Fun with Franchises is a series born out of my friend Colin and I realizing how much fun it was for the two of us to watch the same movie separately and then share our reactions. We started by watching all of the James Bond movies, for the purposes of ranking them for the blog. I brought him in because he was much more of a Bond expert than I was at the time, and I felt his perspective would liven things up. He would be the color commentator to my play-by-play man.
We soon discovered that, by watching the movies separately and then putting everything we said together in the same place, hilarity ensued. We each brought in our own observations, not knowing what the other would say, and then reacted to what the other said. And we loved every minute of it.
We had so much fun, we figured we had to do it again. So we graduated from a single franchise, to all franchises. If you’re gonna have fun with franchises, it wouldn’t be right if you didn’t franchise it. Season 1 included the Harry Potter movies, Star Wars, Lord of the Rings, Twilight (which neither of us had seen before we watched them for the articles) and Pirates of the Caribbean. All of those articles can be read on the Fun with Franchises page.
Also, just so we’re clear, this is all for parody. We’re just messing with them because we love them. (Well… Twilight…) We’re watching movies we enjoy and are simply having some fun with them.
Right now, we’re doing the Indiana Jones franchise, and today is the fifth and final part of Indiana Jones and the Temple of Doom.
We begin Part V during a cart chase.
Colin:
Mine cart scene. The best thing they could possibly do here is to just play this:
That’s not the left tunnel.
(Also, love how they’re color coded warm and cool.)
Colin:
Oh of COURSE you go in the red tunnel instead of the nice bright one.
How DARE he get into one of my carts!
Colin:
I’m still fascinated by how evil organizations determine their wardrobe choices. Is there a cultist fashion designer?

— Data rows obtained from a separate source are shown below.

//! 엔진 통합 테스트.

use chrono::{DateTime, Duration, Utc};
use rust_decimal_macros::dec;
use serde_json::json;
use std::sync::{Arc, Mutex};

use sim_core::{
    BreakoutSpeed, EngineConfig, NotificationConfig, Regime, ScenarioSpec, SimError, TimeWindow,
};
use sim_engine::SimulationEngine;
use sim_market::{MirrorSplitter, RegimeModel};
use sim_notification::{
    BreakoutListener, Notification, NotificationKind, NotificationResult,
};
use sim_scenario::presets;

/// 모든 키가 가중치 0인 모델. 업데이트는 일어나지만 항상 대체 틱이 나옵니다.
fn zero_weight_model() -> Arc<RegimeModel> {
    let doc = json!({
        "transition": {
            "Normal,Outside,Flat": { "1,1,1": 0 },
            "Normal,Breakout,Up": { "2,1,2": 0 }
        },
        "ticks_per_regime": { "Normal,Outside": 120, "Normal,Breakout": 120 },
        "seconds_per_regime": { "Normal,Outside": 60, "Normal,Breakout": 60 }
    });
    Arc::new(RegimeModel::from_json_str(&doc.to_string()).unwrap())
}

/// 상승 방향 버킷만 있는 모델.
fn trending_model() -> Arc<RegimeModel> {
    let doc = json!({
        "transition": {
            "Normal,Outside,Flat": { "1,1,1": 1, "-1,1,1": 1 },
            "Normal,Outside,Up": { "1,1,1": 1, "-1,1,1": 1 },
            "Normal,Outside,Down": { "1,1,1": 1, "-1,1,1": 1 },
            "Normal,Breakout,Flat": { "2,1,2": 1 },
            "Normal,Breakout,Up": { "2,1,2": 3, "-1,1,2": 1 },
            "Normal,Breakout,Down": { "2,1,2": 1, "-1,1,2": 1 }
        },
        "ticks_per_regime": { "Normal,Outside": 180, "Normal,Breakout": 600 },
        "seconds_per_regime": { "Normal,Outside": 60, "Normal,Breakout": 60 }
    });
    Arc::new(RegimeModel::from_json_str(&doc.to_string()).unwrap())
}

/// 저장소에 포함된 샘플 모델.
fn bundled_model() -> Arc<RegimeModel> {
    let path = concat!(env!("CARGO_MANIFEST_DIR"), "/../../data/regime_model.json");
    Arc::new(RegimeModel::load(path).unwrap())
}

fn config(seed: u64) -> EngineConfig {
    EngineConfig {
        pivot_window: 5,
        step_interval_ms: 1000,
        seed: Some(seed),
    }
}

fn engine(model: Arc<RegimeModel>, scenario: ScenarioSpec, t0: DateTime<Utc>) -> SimulationEngine {
    SimulationEngine::new(config(11), NotificationConfig::default(), model, scenario, t0).unwrap()
}

fn recorder() -> (Arc<Mutex<Vec<Notification>>>, Arc<dyn BreakoutListener>) {
    let seen = Arc::new(Mutex::new(Vec::new()));
    let sink = Arc::clone(&seen);
    let listener: Arc<dyn BreakoutListener> =
        Arc::new(move |n: &Notification| -> NotificationResult<()> {
            sink.lock().unwrap().push(n.clone());
            Ok(())
        });
    (seen, listener)
}

fn count(seen: &Mutex<Vec<Notification>>, kind: NotificationKind) -> usize {
    seen.lock().unwrap().iter().filter(|n| n.kind() == kind).count()
}

#[test]
fn test_flat_ranging_has_no_pivot() {
    let t0 = Utc::now();
    let mut engine = engine(zero_weight_model(), presets::ranging(dec!(100.0), 60.0), t0);

    let mut total_ticks = 0;
    for i in 1..=40 {
        let state = engine.step(t0 + Duration::seconds(i));
        assert_eq!(state.pivot, None, "pivot at step {i}");
        assert_eq!(state.bid, dec!(100.00));
        assert_eq!(state.ask, dec!(100.01));
        assert_eq!(state.mid, dec!(100.005));
        assert_eq!(state.regime, Regime::RANGING);
        total_ticks += state.tick_count;
    }

    assert!(total_ticks > 0);
    assert!(engine.history().is_full());
    assert_eq!(engine.history().capacity(), 11);
}

#[test]
fn test_bullish_breakout_event() {
    let scenario = presets::bullish_breakout(
        dec!(100.0),
        120.0,
        1.0,
        TimeWindow::new(20.0, 40.0),
        BreakoutSpeed::Gradual,
    );
    let engine = engine(trending_model(), scenario, Utc::now());

    let event = engine.scheduler().breakout_event().unwrap();
    assert_eq!(event.target_price, dec!(101.0));
    assert!(event.start_time >= 20.0 && event.start_time < 40.0);
}

#[test]
fn test_breakout_lifecycle_notifications() {
    let scenario = presets::bullish_breakout(
        dec!(100.0),
        120.0,
        1.0,
        TimeWindow::new(20.0, 40.0),
        BreakoutSpeed::Gradual,
    );
    let t0 = Utc::now();
    let mut engine = engine(trending_model(), scenario, t0);
    let (seen, listener) = recorder();
    engine.notifier_mut().subscribe_all(listener);

    let event = engine.scheduler().breakout_event().unwrap().clone();
    let mut saw_primary = false;
    for i in 1..=120 {
        let now = t0 + Duration::seconds(i);
        let state = engine.step(now);
        let elapsed = i as f64;

        assert_eq!(state.in_primary_breakout, event.contains(elapsed));
        saw_primary |= state.in_primary_breakout;
        match state.time_until_breakout {
            Some(remaining) => assert!((remaining - (event.start_time - elapsed)).abs() < 1e-9),
            None => assert!(elapsed >= event.start_time),
        }
    }

    assert!(saw_primary);
    assert_eq!(count(&seen, NotificationKind::Start), 1);
    assert!(count(&seen, NotificationKind::Warning) >= 1);
    assert!(count(&seen, NotificationKind::Warning) <= 5);
    assert!(count(&seen, NotificationKind::Progress) >= 1);
    assert!(count(&seen, NotificationKind::Completion) <= 1);
}

#[test]
fn test_fake_then_real_signals_each_episode() {
    let model = bundled_model();
    for seed in 0..8 {
        let t0 = Utc::now();
        let mut engine = SimulationEngine::new(
            config(seed),
            NotificationConfig::default(),
            Arc::clone(&model),
            presets::fake_then_real(dec!(100), 120.0),
            t0,
        )
        .unwrap();
        let (seen, listener) = recorder();
        engine.notifier_mut().subscribe_all(listener);

        for i in 1..=120 {
            engine.step(t0 + Duration::seconds(i));
        }

        let lifecycle: Vec<NotificationKind> = seen
            .lock()
            .unwrap()
            .iter()
            .map(Notification::kind)
            .filter(|k| matches!(k, NotificationKind::Start | NotificationKind::Completion))
            .collect();

        // 가짜 돌파 에피소드가 완료된 뒤 주 브레이크아웃이 새로 시작해야 합니다.
        assert_eq!(count(&seen, NotificationKind::Start), 2, "seed {seed}: {lifecycle:?}");
        assert_eq!(
            &lifecycle[..3],
            &[
                NotificationKind::Start,
                NotificationKind::Completion,
                NotificationKind::Start
            ],
            "seed {seed}"
        );
        assert!(lifecycle.len() <= 4, "seed {seed}: {lifecycle:?}");
        if let Some(last) = lifecycle.get(3) {
            assert_eq!(*last, NotificationKind::Completion);
        }
    }
}

#[test]
fn test_notify_flag_disables_notifications() {
    let mut scenario = presets::bullish_breakout(
        dec!(100.0),
        60.0,
        1.0,
        TimeWindow::new(10.0, 20.0),
        BreakoutSpeed::Instant,
    );
    scenario.breakout.notify = false;
    let t0 = Utc::now();
    let mut engine = engine(trending_model(), scenario, t0);
    let (seen, listener) = recorder();
    engine.notifier_mut().subscribe_all(listener);

    for i in 1..=60 {
        engine.step(t0 + Duration::seconds(i));
    }
    assert!(seen.lock().unwrap().is_empty());
}

#[test]
fn test_same_seed_is_reproducible() {
    let t0 = Utc::now();
    let build = || {
        engine(
            trending_model(),
            presets::fake_then_real(dec!(100), 120.0),
            t0,
        )
    };
    let mut a = build();
    let mut b = build();

    assert_eq!(a.scheduler().timeline(), b.scheduler().timeline());
    for i in 1..=90 {
        let now = t0 + Duration::seconds(i);
        let (sa, sb) = (a.step(now).clone(), b.step(now).clone());
        assert_eq!(sa.bid, sb.bid);
        assert_eq!(sa.ask, sb.ask);
        assert_eq!(sa.pivot, sb.pivot);
    }
}

#[test]
fn test_invalid_reset_keeps_running_scenario() {
    let t0 = Utc::now();
    let mut engine = engine(trending_model(), presets::ranging(dec!(100), 60.0), t0);
    for i in 1..=5 {
        engine.step(t0 + Duration::seconds(i));
    }
    let before = engine.history().len();

    let mut invalid = presets::ranging(dec!(50), 60.0);
    invalid.duration = 0.0;
    let err = engine
        .reset_with_scenario(invalid, t0 + Duration::seconds(6))
        .unwrap_err();

    assert!(matches!(err, SimError::InvalidScenario(_)));
    assert_eq!(engine.scenario().start_price, dec!(100));
    assert_eq!(engine.history().len(), before);
    assert_eq!(engine.started_at(), t0);
}

#[test]
fn test_reset_replaces_all_state() {
    let t0 = Utc::now();
    let mut engine = engine(trending_model(), presets::ranging(dec!(100), 60.0), t0);
    for i in 1..=20 {
        engine.step(t0 + Duration::seconds(i));
    }

    let t1 = t0 + Duration::seconds(30);
    let next = presets::bullish_breakout(
        dec!(250),
        90.0,
        2.0,
        TimeWindow::new(30.0, 50.0),
        BreakoutSpeed::Accelerating,
    );
    engine.reset_with_scenario(next, t1).unwrap();

    assert!(engine.history().is_empty());
    assert!(!engine.notifier().is_in_progress());
    assert_eq!(engine.state().bid, dec!(250.00));
    assert_eq!(engine.state().ask, dec!(250.01));
    assert_eq!(engine.scheduler().breakout_event().unwrap().target_price, dec!(255));
    assert_eq!(engine.elapsed(t1 + Duration::seconds(3)), 3.0);
}

#[test]
fn test_splitter_receives_latest_tick() {
    let t0 = Utc::now();
    let mut engine = engine(trending_model(), presets::ranging(dec!(100), 60.0), t0)
        .with_splitter(MirrorSplitter::new(["NYSE", "NASDAQ"]));

    let mut quoted = false;
    for i in 1..=10 {
        let state = engine.step(t0 + Duration::seconds(i));
        if !state.venue_quotes.is_empty() {
            quoted = true;
            assert_eq!(state.venue_quotes.len(), 2);
            assert!(state.venue_quotes.iter().all(|q| q.bid == state.bid && q.ask == state.ask));
        }
    }
    assert!(quoted);
}

#[test]
fn test_engine_on_empty_model_holds_price() {
    let t0 = Utc::now();
    let mut engine = engine(
        Arc::new(RegimeModel::empty()),
        presets::bullish_breakout(
            dec!(100),
            60.0,
            1.0,
            TimeWindow::new(10.0, 20.0),
            BreakoutSpeed::Gradual,
        ),
        t0,
    );

    for i in 1..=30 {
        let state = engine.step(t0 + Duration::seconds(i));
        assert_eq!(state.tick_count, 0);
        assert_eq!(state.bid, dec!(100));
        assert!(state.pivot.is_none());
    }
}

There must be a whole level of cult-friendly workers. I’m still wondering about the contractor who built this place.
You, motherfuckers, after him!
Even though it’s a giant track. Just… go to the end.
That guy in the back is so fucking ready for his turn.
If you’re gonna chase someone, you gotta put on the light. Because otherwise… fuck if you’re gonna find them on that SINGLE TRACK.
Colin:
There was one roller coaster I went on (I feel like it was at Six Flags in New Jersey, or somewhere like that) that was inside a giant building in the dark. That shit was scary.
That wasn’t Six Flags, that was a kidnapping.
I understand how you could have confused them, though.
I’ll say it now — this is gonna be terrible for things to say, but when you watch it, it’s actually fun as hell.
This is a theme park ride.
Colin:
That’s the sad part. They made a theme park ride for the movie. Pirates made a movie for the theme park ride. And I think that turned out pretty well.
How can you not have fun during this sequence?
“We got company.”
Colin:
Is it rear projection? Also, that’s a Han Solo line.
What’s with that face?
I imagine the second unit on this must have been so boring.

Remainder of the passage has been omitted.